____ SOURCE MATERIAL
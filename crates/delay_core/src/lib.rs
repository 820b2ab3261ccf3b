//! Audio delay correlation and drift diagnosis engine.
//!
//! Measures how far secondary sources are offset from a reference source,
//! classifies whether that offset is constant, drifting, or stepping, and
//! normalizes a job's delays with a global shift so none is negative.

pub mod analysis;
pub mod config;
pub mod logging;
pub mod models;

/// Returns the crate version.
pub fn version() -> &'static str {
    env!("CARGO_PKG_VERSION")
}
________
- **DIRECTIONS FOR THIS TASK**
Each record must be returned exactly as it is written.

- **EXERCISE RESULT**
filename crates/delay_core/src/lib.rs
repository 820b2ab3261ccf3b
//! Audio delay correlation and drift diagnosis engine.
//!
//! Measures how far secondary sources are offset from a reference source,
//! classifies whether that offset is constant, drifting, or stepping, and
//! normalizes a job's delays with a global shift so none is negative.

pub mod analysis;
pub mod config;
pub mod logging;
pub mod models;

/// Returns the crate version.
pub fn version() -> &'static str {
    env!("CARGO_PKG_VERSION")
}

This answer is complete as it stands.